Exercise objective:
Find every line below with the word "impl" in it, and copy each one.

(Stored items)
++++++++++++++++++++

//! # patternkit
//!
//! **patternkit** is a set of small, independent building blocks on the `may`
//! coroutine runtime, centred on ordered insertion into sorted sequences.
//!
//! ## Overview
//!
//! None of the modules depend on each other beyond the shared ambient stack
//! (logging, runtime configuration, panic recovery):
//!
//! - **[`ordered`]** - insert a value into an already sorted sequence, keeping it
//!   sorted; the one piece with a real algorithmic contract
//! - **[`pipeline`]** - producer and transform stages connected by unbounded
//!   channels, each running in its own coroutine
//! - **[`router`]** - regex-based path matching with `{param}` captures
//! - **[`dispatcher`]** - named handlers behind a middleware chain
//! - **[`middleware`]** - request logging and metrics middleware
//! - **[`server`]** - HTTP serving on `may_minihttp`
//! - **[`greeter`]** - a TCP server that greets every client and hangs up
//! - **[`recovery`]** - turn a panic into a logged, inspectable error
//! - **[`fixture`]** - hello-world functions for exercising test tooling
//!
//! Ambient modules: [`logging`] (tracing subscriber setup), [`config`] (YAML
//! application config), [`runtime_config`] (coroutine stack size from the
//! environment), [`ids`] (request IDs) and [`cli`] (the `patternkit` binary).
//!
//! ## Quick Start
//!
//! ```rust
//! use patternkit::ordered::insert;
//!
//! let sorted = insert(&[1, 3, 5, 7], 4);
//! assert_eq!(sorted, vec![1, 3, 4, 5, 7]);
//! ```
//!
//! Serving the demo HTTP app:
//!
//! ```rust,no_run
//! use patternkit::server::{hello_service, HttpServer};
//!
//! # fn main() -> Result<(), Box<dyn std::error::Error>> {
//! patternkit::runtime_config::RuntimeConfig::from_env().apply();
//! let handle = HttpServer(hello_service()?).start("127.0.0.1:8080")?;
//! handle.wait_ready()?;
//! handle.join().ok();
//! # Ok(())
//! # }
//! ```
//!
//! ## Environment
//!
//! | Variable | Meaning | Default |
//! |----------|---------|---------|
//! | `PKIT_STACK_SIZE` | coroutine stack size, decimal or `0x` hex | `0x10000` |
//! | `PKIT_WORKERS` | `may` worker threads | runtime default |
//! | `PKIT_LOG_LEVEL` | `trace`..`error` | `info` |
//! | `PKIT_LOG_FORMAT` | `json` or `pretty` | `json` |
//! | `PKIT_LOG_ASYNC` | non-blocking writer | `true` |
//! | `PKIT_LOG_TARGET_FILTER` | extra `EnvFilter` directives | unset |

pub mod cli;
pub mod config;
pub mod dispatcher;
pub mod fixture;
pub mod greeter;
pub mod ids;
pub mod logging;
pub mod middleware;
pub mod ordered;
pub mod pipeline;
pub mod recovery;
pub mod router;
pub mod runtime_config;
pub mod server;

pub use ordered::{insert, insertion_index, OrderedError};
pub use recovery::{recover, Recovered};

++++++++++++++++++++

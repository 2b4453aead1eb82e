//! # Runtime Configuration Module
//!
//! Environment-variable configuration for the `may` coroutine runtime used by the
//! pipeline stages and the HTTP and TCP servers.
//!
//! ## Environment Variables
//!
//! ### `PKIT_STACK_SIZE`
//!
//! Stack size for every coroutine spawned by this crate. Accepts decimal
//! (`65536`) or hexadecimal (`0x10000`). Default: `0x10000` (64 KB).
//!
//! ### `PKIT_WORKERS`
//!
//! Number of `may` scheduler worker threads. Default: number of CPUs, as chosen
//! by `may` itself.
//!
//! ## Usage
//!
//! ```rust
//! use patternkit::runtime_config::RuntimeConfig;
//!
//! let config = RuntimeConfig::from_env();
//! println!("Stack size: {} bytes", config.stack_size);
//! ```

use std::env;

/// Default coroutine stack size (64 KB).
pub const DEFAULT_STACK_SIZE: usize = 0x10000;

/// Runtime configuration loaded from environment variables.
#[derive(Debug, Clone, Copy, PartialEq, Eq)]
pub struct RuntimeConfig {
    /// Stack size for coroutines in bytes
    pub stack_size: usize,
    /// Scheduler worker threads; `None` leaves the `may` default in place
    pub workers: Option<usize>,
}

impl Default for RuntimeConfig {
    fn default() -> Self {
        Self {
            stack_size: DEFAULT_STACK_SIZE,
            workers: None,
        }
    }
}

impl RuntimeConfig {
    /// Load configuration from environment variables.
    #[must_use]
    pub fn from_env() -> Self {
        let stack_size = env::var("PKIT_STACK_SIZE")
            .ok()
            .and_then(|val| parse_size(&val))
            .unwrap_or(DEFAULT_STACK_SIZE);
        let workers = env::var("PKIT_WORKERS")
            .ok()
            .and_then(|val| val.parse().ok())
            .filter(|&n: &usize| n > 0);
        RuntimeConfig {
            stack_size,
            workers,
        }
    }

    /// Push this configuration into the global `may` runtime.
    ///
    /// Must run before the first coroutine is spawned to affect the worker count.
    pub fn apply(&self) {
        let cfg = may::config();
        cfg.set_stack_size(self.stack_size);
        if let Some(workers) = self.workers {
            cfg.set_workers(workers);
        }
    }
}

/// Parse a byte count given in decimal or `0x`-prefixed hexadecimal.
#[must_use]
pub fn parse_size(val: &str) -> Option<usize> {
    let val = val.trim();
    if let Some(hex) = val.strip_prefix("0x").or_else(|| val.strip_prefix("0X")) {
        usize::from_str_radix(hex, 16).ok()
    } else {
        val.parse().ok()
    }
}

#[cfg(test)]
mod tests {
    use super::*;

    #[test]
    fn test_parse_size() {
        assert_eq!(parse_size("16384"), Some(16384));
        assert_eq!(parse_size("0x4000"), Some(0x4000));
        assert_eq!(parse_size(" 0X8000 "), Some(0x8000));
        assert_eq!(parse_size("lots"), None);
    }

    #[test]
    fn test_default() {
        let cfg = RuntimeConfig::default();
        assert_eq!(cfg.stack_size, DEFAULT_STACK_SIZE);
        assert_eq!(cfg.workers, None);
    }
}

++++++++++++++++++++

Task response:
impl Default for RuntimeConfig {
impl RuntimeConfig {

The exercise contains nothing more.